Weihnachten war die kirchliche Trauung. Jürgen hatte der flehenden Tante endlich mit den Worten: „In des Teufels Namen!“ nachgegeben. Und Elisabeth hatte sich ihre Einwilligung zu einer kirchlichen Trauung von ihrem Vater abkaufen lassen durch ein Brillantgehänge.

Lorbeerbäume bildeten eine Gasse vom Hochzeitswagen bis zum Altar, vor dem die Brautleute knieten, in großem Halbkreise umgeben von den Verwandten und Bekannten beider Familien.

„Verdammte Komödie!“ flüsterte heiter der Kniende, und Elisabeth drückte zum Einverständnis Jürgens Arm und senkte das Haupt, das Lächeln zu verbergen. Das sah aus, als horche sie ergriffen den Worten des Geistlichen.

Während der Trauung sang ein Gemischter Chor mit Orgelbegleitung: „Himmel erhöre, erhöre das Flehen: Liebe laß walten im Heime der Gatten.“

Fast alle Damen und Herren, die damals auf dem Hügel Rotwein und Brathuhn genossen hatten, auch zwei Universitätsprofessoren, der junge Wissenschaftler, ein Chefredakteur und einige Künstler, mit denen Elisabeth Verkehr pflegte, saßen an der Festtafel, die, in Hufeisenform, die ganze Breite des Wagnerschen Gesellschaftssaales einnahm und mit zwölf, aus Treibhausveilchen nachgebildeten, riesigen Hufnägeln geschmückt war.
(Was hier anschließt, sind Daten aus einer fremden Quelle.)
//! Human confirmation gate
//!
//! `ask_for_confirmation` is an ordinary tool with no side effects of its
//! own. It suspends the run on an external yes/no answer and writes that
//! answer into the shared context, where side-effecting tools read it.

use async_trait::async_trait;
use serde::Deserialize;
use serde_json::Value;
use std::io::{BufRead, Write};
use std::sync::Arc;
use tracing::{debug, info, warn};

use crate::context::SharedContext;
use crate::tools::{ParamKind, ParamSchema, ToolResult, ToolTrait};

pub const CONFIRMATION_TOOL: &str = "ask_for_confirmation";

/// Result text of a side-effecting tool called without approval
pub const CONFIRMATION_REQUIRED: &str = "confirmation required";

/// External yes/no channel
#[async_trait]
pub trait Confirmer: Send + Sync {
    async fn confirm(&self, prompt: &str) -> bool;
}

/// Only an exact `yes` (any case, surrounding space ignored) approves
pub fn is_approval(answer: &str) -> bool {
    answer.trim().eq_ignore_ascii_case("yes")
}

/// Asks on the terminal
#[derive(Debug, Default, Clone, Copy)]
pub struct StdinConfirmer;

#[async_trait]
impl Confirmer for StdinConfirmer {
    async fn confirm(&self, prompt: &str) -> bool {
        let prompt = prompt.to_string();
        let answer = tokio::task::spawn_blocking(move || {
            let mut stdout = std::io::stdout();
            let _ = writeln!(stdout, "\n◆ CONFIRMATION REQUESTED\n{}\n", prompt);
            let _ = write!(stdout, "Proceed? (yes/no) ");
            let _ = stdout.flush();

            let mut line = String::new();
            std::io::stdin().lock().read_line(&mut line).map(|_| line)
        })
        .await;

        match answer {
            Ok(Ok(line)) => is_approval(&line),
            Ok(Err(e)) => {
                warn!("Failed to read confirmation: {}", e);
                false
            }
            Err(e) => {
                warn!("Confirmation prompt aborted: {}", e);
                false
            }
        }
    }
}

/// Always gives the same answer
#[derive(Debug, Clone, Copy)]
pub struct StaticConfirmer(pub bool);

#[async_trait]
impl Confirmer for StaticConfirmer {
    async fn confirm(&self, prompt: &str) -> bool {
        debug!("Auto-answering confirmation ({}): {}", self.0, prompt);
        self.0
    }
}

/// The `ask_for_confirmation` tool
#[derive(Clone)]
pub struct ConfirmationGate {
    confirmer: Arc<dyn Confirmer>,
}

impl ConfirmationGate {
    pub fn new(confirmer: Arc<dyn Confirmer>) -> Self {
        Self { confirmer }
    }
}

#[derive(Deserialize)]
struct ConfirmationArgs {
    text: String,
}

#[async_trait]
impl ToolTrait for ConfirmationGate {
    fn name(&self) -> &str {
        CONFIRMATION_TOOL
    }

    fn description(&self) -> &str {
        "Ask the user to approve an action before calling any tool that changes data, charts or dashboards. Call once per action."
    }

    fn parameters(&self) -> ParamSchema {
        ParamSchema::new().required(
            "text",
            ParamKind::String,
            "Description of the pending action, shown to the user",
        )
    }

    async fn execute(&self, args: Value, ctx: &mut SharedContext) -> ToolResult {
        let args: ConfirmationArgs = serde_json::from_value(args)?;

        let approved = self.confirmer.confirm(&args.text).await;
        ctx.set_confirmation(approved);
        info!("◆ CONFIRMATION {}", if approved { "GRANTED" } else { "DENIED" });

        Ok(if approved {
            "yes: the user approved the action".to_string()
        } else {
            "no: the user denied the action; do not perform it".to_string()
        })
    }
}

/// Precondition of every side-effecting tool: the refusal to return when
/// the flag is unset, or `None` when the tool may proceed. The flag is left
/// as it is either way.
pub fn require_confirmation(ctx: &SharedContext) -> Option<String> {
    if ctx.is_confirmed() {
        None
    } else {
        Some(CONFIRMATION_REQUIRED.to_string())
    }
}
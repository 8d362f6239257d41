//! datacrew - analyst agents for your database

use clap::{Parser, Subcommand};
use tracing::error;
use tracing_subscriber::EnvFilter;

mod commands;

use commands::{
    ask_command, chat_command, init_command, memory_reset_command, memory_show_command,
    status_command,
};

const DEFAULT_AGENT: &str = "Data Manager";

/// datacrew - ask your database questions through a crew of analyst agents
#[derive(Parser)]
#[command(name = "datacrew")]
#[command(about = "◆ Analyst agents for your database")]
#[command(version = env!("CARGO_PKG_VERSION"))]
struct Cli {
    /// Debug logging
    #[arg(short, long, global = true)]
    verbose: bool,

    #[command(subcommand)]
    command: Commands,
}

#[derive(Subcommand)]
enum Commands {
    /// Create the config file and data directory
    Init,
    /// Ask one question and print the answer
    Ask {
        /// Question to answer
        question: String,
        /// Agent to ask (SQL Analyst, Data Manager, Data Scientist, Visualisation Analyst)
        #[arg(short, long, default_value = DEFAULT_AGENT)]
        agent: String,
        /// Print tool calls and hand-offs as they happen
        #[arg(short, long)]
        stream: bool,
    },
    /// Interactive session
    Chat {
        /// Agent to start with
        #[arg(short, long, default_value = DEFAULT_AGENT)]
        agent: String,
    },
    /// Inspect or clear the conversation transcript
    Memory {
        #[command(subcommand)]
        command: MemoryCommands,
    },
    /// Show configuration status
    Status,
}

#[derive(Subcommand)]
enum MemoryCommands {
    /// Print the stored transcript
    Show {
        /// Only the last N turns
        #[arg(short, long)]
        limit: Option<usize>,
    },
    /// Delete every stored turn
    Reset,
}

fn init_tracing(verbose: bool) {
    let filter = if verbose {
        EnvFilter::new("debug")
    } else {
        EnvFilter::try_from_default_env().unwrap_or_else(|_| EnvFilter::new("warn"))
    };

    tracing_subscriber::fmt()
        .with_env_filter(filter)
        .with_writer(std::io::stderr)
        .init();
}

#[tokio::main]
async fn main() {
    let cli = Cli::parse();
    init_tracing(cli.verbose);

    let result = match cli.command {
        Commands::Init => init_command().await,
        Commands::Ask {
            question,
            agent,
            stream,
        } => ask_command(&agent, &question, stream).await,
        Commands::Chat { agent } => chat_command(&agent).await,
        Commands::Memory { command } => match command {
            MemoryCommands::Show { limit } => memory_show_command(limit).await,
            MemoryCommands::Reset => memory_reset_command().await,
        },
        Commands::Status => status_command().await,
    };

    if let Err(e) = result {
        error!("{:#}", e);
        eprintln!("✗ {:#}", e);
        std::process::exit(1);
    }
}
Diese Idee stammte von Jürgens Schwiegermutter.

Die Neuvermählten saßen, mit dem Blick in das Halbrund hinein, genau in der Mitte des Hufeisens, so daß ihre Beine den mittleren Haken bildeten, mit dem das Pferd Funken aus dem Pflaster zu schlagen vermag.

Wurde am seitlichen Haken von Presse, Wissenschaft und Kunst ein Witz gemacht in bezug auf die Neuvermählten, dann langte er, zwinkernd weitergegeben, sehr schnell beim rechten Seitenhaken an, wo er in das Gespräch über das mögliche Fallen oder Steigen eines Börsenpapieres ein Loch riß, das sich nach zwei Sekunden wieder schloß.

„In bezug auf das Bankfach bleibt meine Weltanschauung: Jeder Arbeiter ist seines Lohnes wert“, wiederholte Jürgens Schwiegervater, der ohne erhobenen Zeigefinger nicht sprechen konnte.

Das Streichquartett spielte auf Wunsch von Jürgens Schwiegermutter zum zweitenmal die Träumerei von Schumann. Die servierenden Diener hatten weiße Handschuhe an. Das Hufeisen dampfte. Nur der reichste Mann, ein Hütten- und Walzwerkbesitzer, aß beinahe nichts; er war leberkrank, dottergelb, trank Brunnen und hatte noch kein Wort gesprochen. Seine knapp vor dem Sprunge in das volle Leben stehende, sehr begehrte schöne Tochter legte ihm die sorgfältig ausgewählten winzigen Bissen vor.

Den beiden gegenüber saß der unförmig dicke Papierfabrikant Hommes. Der sah beständig aus, als müsse er jeden Augenblick niesen, und hörte dabei aufmerksam einem Gummifabrikanten zu, welcher bewies, daß und warum infolge der schon nicht mehr schönen Preissteigerung des Rohmaterials ein glattes Geschäft überhaupt nicht mehr möglich sei. Man müsse sich winden, nichts als winden.